In terms of the overall systems split, and the components business, obviously just at a very high-level, we're mostly a components business as that systems business is just developing.

Harry W. Zike

Let me just add on the SIT side, SIT's revenues have been historically in the range of the mid-90s. As I said before, a good part of that was the purchase and resale of the Uni-solar Laminate. So we will be eliminating part of those sales as we consolidate SIT. Our estimation is that could be about 30% to 40% elimination.

Operator

Your next question comes from Vishal Shah - Barclays Capital.

Vishal Shah - Barclays Capital

Can you talk about your capex for the year, how much do you expect to spend in 2010?

Harry W. Zike

Last year we had spent about $240.0 million with the expansion in Greenville and Battle Creek. On the coming year we're going to reduce our capital expenditures substantially. First, I will say that we did spend, already, about $17.0 million on the acquisition of SIT and the payment of their obligations net of the cash acquired, so that cash is already gone.

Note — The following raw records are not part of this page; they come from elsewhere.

//! Value decoding
//!
//! Turns raw replies into display values. The decode strategy is picked by the
//! key's type:
//!
//! | type   | raw                 | decoded                                  |
//! |--------|---------------------|------------------------------------------|
//! | string | bytes               | text, optionally base64 then JSON        |
//! | list   | bytes sequence      | ordered text sequence                    |
//! | set    | bytes sequence      | set of text                              |
//! | hash   | field/value pairs   | text -> scalar-decoded value             |
//! | zset   | member/score pairs  | member -> score, in score order          |
//!
//! Base64 and JSON are only attempted for scalars whose key matches the
//! configured pattern. A failed step keeps the previous value and leaves the
//! flag unset.

use crate::{AdminConfig, AdminError, KeyType, RawValue, Result};
use base64::Engine;
use base64::engine::general_purpose::STANDARD;
use indexmap::IndexMap;
use regex::Regex;
use serde::Serialize;
use std::collections::BTreeSet;
use std::fmt;
use std::sync::Arc;

/// A decoded, display-ready value
#[derive(Debug, Clone, PartialEq, Serialize)]
#[serde(untagged)]
pub enum DecodedValue {
    /// No value (never fetched, or a type that is not shown)
    Empty,
    Text(String),
    Json(serde_json::Value),
    List(Vec<String>),
    Set(BTreeSet<String>),
    Hash(IndexMap<String, DecodedValue>),
    SortedSet(IndexMap<String, String>),
}

impl fmt::Display for DecodedValue {
    fn fmt(&self, f: &mut fmt::Formatter<'_>) -> fmt::Result {
        match self {
            DecodedValue::Empty => Ok(()),
            DecodedValue::Text(text) => f.write_str(text),
            DecodedValue::Json(value) => write!(f, "{}", value),
            other => {
                let rendered = serde_json::to_string(other).map_err(|_| fmt::Error)?;
                f.write_str(&rendered)
            }
        }
    }
}

/// A decoded value plus the flags recording which optional steps succeeded
#[derive(Debug, Clone, PartialEq)]
pub struct Decoded {
    pub value: DecodedValue,
    pub is_base64: bool,
    pub is_json: bool,
}

/// A JSON parser that can be selected by name in the configuration
pub trait JsonCodec: Send + Sync + fmt::Debug {
    /// Name used in the `json_codec` setting
    fn name(&self) -> &str;

    /// Parse a document
    fn parse(&self, text: &str) -> Result<serde_json::Value>;
}

/// The default codec, backed by `serde_json`
#[derive(Debug, Default, Clone, Copy)]
pub struct SerdeJsonCodec;

impl JsonCodec for SerdeJsonCodec {
    fn name(&self) -> &str {
        "serde_json"
    }

    fn parse(&self, text: &str) -> Result<serde_json::Value> {
        Ok(serde_json::from_str(text)?)
    }
}

/// Look up a built-in codec by its configured name
pub fn json_codec_by_name(name: &str) -> Result<Arc<dyn JsonCodec>> {
    match name {
        // "json" is accepted so configurations naming the stdlib-style module keep working
        "serde_json" | "json" => Ok(Arc::new(SerdeJsonCodec)),
        other => Err(AdminError::Configuration(format!(
            "Unknown JSON codec: {}",
            other
        ))),
    }
}

/// Crop `value` to at most `crop_size` characters plus an ellipsis.
///
/// Values of at least `crop_size` characters keep `crop_size / 2` characters
/// from each end around `...`.
pub fn crop(value: &str, crop_size: usize) -> String {
    let len = value.chars().count();
    if len < crop_size {
        return value.to_string();
    }

    let half = crop_size / 2;
    let head: String = value.chars().take(half).collect();
    let tail: String = value.chars().skip(len - half).collect();
    format!("{}...{}", head, tail)
}

/// Process-wide decoding settings, compiled once from the configuration
#[derive(Debug, Clone)]
pub struct DecoderSettings {
    base64_key_re: Regex,
    json_key_re: Regex,
    json_codec: Arc<dyn JsonCodec>,
    crop_size: usize,
}

impl DecoderSettings {
    /// Compile key patterns. Patterns match at the start of the key name.
    pub fn new(base64_key_re: &str, json_key_re: &str, crop_size: usize) -> Result<Self> {
        Ok(Self {
            base64_key_re: compile_key_pattern(base64_key_re, "base64_key_re")?,
            json_key_re: compile_key_pattern(json_key_re, "json_key_re")?,
            json_codec: Arc::new(SerdeJsonCodec),
            crop_size,
        })
    }

    /// Build from the admin configuration
    pub fn from_config(config: &AdminConfig) -> Result<Self> {
        let settings = Self::new(&config.base64_key_re, &config.json_key_re, config.crop_size)?
            .with_json_codec(json_codec_by_name(&config.json_codec)?);

        tracing::debug!(
            base64_key_re = %config.base64_key_re,
            json_key_re = %config.json_key_re,
            json_codec = %config.json_codec,
            crop_size = config.crop_size,
            "compiled decoder settings"
        );

        Ok(settings)
    }

    /// Replace the JSON codec
    pub fn with_json_codec(mut self, codec: Arc<dyn JsonCodec>) -> Self {
        self.json_codec = codec;
        self
    }

    pub fn crop_size(&self) -> usize {
        self.crop_size
    }

    pub fn json_codec(&self) -> &dyn JsonCodec {
        self.json_codec.as_ref()
    }

    /// Whether string values of `key` are base64-decoded
    pub fn is_base64_key(&self, key: &str) -> bool {
        self.base64_key_re.is_match(key)
    }

    /// Whether string values of `key` are JSON-parsed
    pub fn is_json_key(&self, key: &str) -> bool {
        self.json_key_re.is_match(key)
    }

    /// Crop a display string to the configured size
    pub fn crop(&self, value: &str) -> String {
        crop(value, self.crop_size)
    }

    /// Decode a raw value according to the key's type.
    ///
    /// Fails only when the raw reply does not have the shape the type
    /// implies; base64/JSON failures are not errors.
    pub fn decode(&self, key: &str, key_type: KeyType, raw: Option<&RawValue>) -> Result<Decoded> {
        let plain = |value| Decoded {
            value,
            is_base64: false,
            is_json: false,
        };

        let Some(raw) = raw else {
            return Ok(plain(DecodedValue::Empty));
        };

        match (key_type, raw) {
            (KeyType::String, RawValue::Bytes(bytes)) => Ok(self.decode_scalar(key, bytes)),
            (KeyType::String, RawValue::Nil) => Ok(self.decode_scalar(key, b"")),
            (KeyType::List, RawValue::Sequence(items)) => Ok(plain(DecodedValue::List(
                items.iter().map(|item| text(item)).collect(),
            ))),
            (KeyType::Set, RawValue::Sequence(items)) => Ok(plain(DecodedValue::Set(
                items.iter().map(|item| text(item)).collect(),
            ))),
            (KeyType::Hash, RawValue::Pairs(pairs)) => Ok(plain(DecodedValue::Hash(
                pairs
                    .iter()
                    .map(|(field, value)| (text(field), self.decode_scalar(key, value).value))
                    .collect(),
            ))),
            (KeyType::Zset, RawValue::Pairs(pairs)) => Ok(plain(DecodedValue::SortedSet(
                pairs
                    .iter()
                    .map(|(member, score)| (text(member), text(score)))
                    .collect(),
            ))),
            (KeyType::List | KeyType::Set | KeyType::Hash | KeyType::Zset, RawValue::Nil) => {
                Ok(plain(DecodedValue::Empty))
            }
            (KeyType::Stream | KeyType::None, _) => Ok(plain(DecodedValue::Empty)),
            (key_type, raw) => Err(AdminError::Decode(format!(
                "{} value of {:?} has unexpected shape {:?}",
                key_type,
                key,
                raw_shape(raw)
            ))),
        }
    }

    /// Decode one scalar: bytes to text, then base64 and JSON when the key
    /// matches the respective pattern
    pub fn decode_scalar(&self, key: &str, raw: &[u8]) -> Decoded {
        let mut value = text(raw);

        let mut is_base64 = false;
        if self.is_base64_key(key) {
            match STANDARD.decode(value.trim_end().as_bytes()) {
                Ok(decoded) => {
                    value = text(&decoded);
                    is_base64 = true;
                }
                Err(e) => tracing::trace!(key, error = %e, "value is not base64"),
            }
        }

        if self.is_json_key(key) {
            match self.json_codec.parse(&value) {
                Ok(json) => {
                    return Decoded {
                        value: DecodedValue::Json(json),
                        is_base64,
                        is_json: true,
                    };
                }
                Err(e) => tracing::trace!(key, error = %e, "value is not JSON"),
            }
        }

        Decoded {
            value: DecodedValue::Text(value),
            is_base64,
            is_json: false,
        }
    }
}

fn compile_key_pattern(pattern: &str, field: &str) -> Result<Regex> {
    Regex::new(&format!("^(?:{})", pattern))
        .map_err(|e| AdminError::Configuration(format!("Invalid {}: {}", field, e)))
}

fn text(bytes: &[u8]) -> String {
    String::from_utf8_lossy(bytes).into_owned()
}

fn raw_shape(raw: &RawValue) -> &'static str {
    match raw {
        RawValue::Nil => "nil",
        RawValue::Bytes(_) => "bytes",
        RawValue::Sequence(_) => "sequence",
        RawValue::Pairs(_) => "pairs",
    }
}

In addition, we do have normal maintenance capex. This averages in the range of $5.0 million to $7.0 million per year. We additionally will be upgrading certain equipment but I think it's important to note here that we are also looking to achieve funds from certain of the government stimulus moneys that will be coming through in fiscal year 2010 and that will offset some of those capital expenditures.

So that provides a little bit of color on how we see capex in the coming year.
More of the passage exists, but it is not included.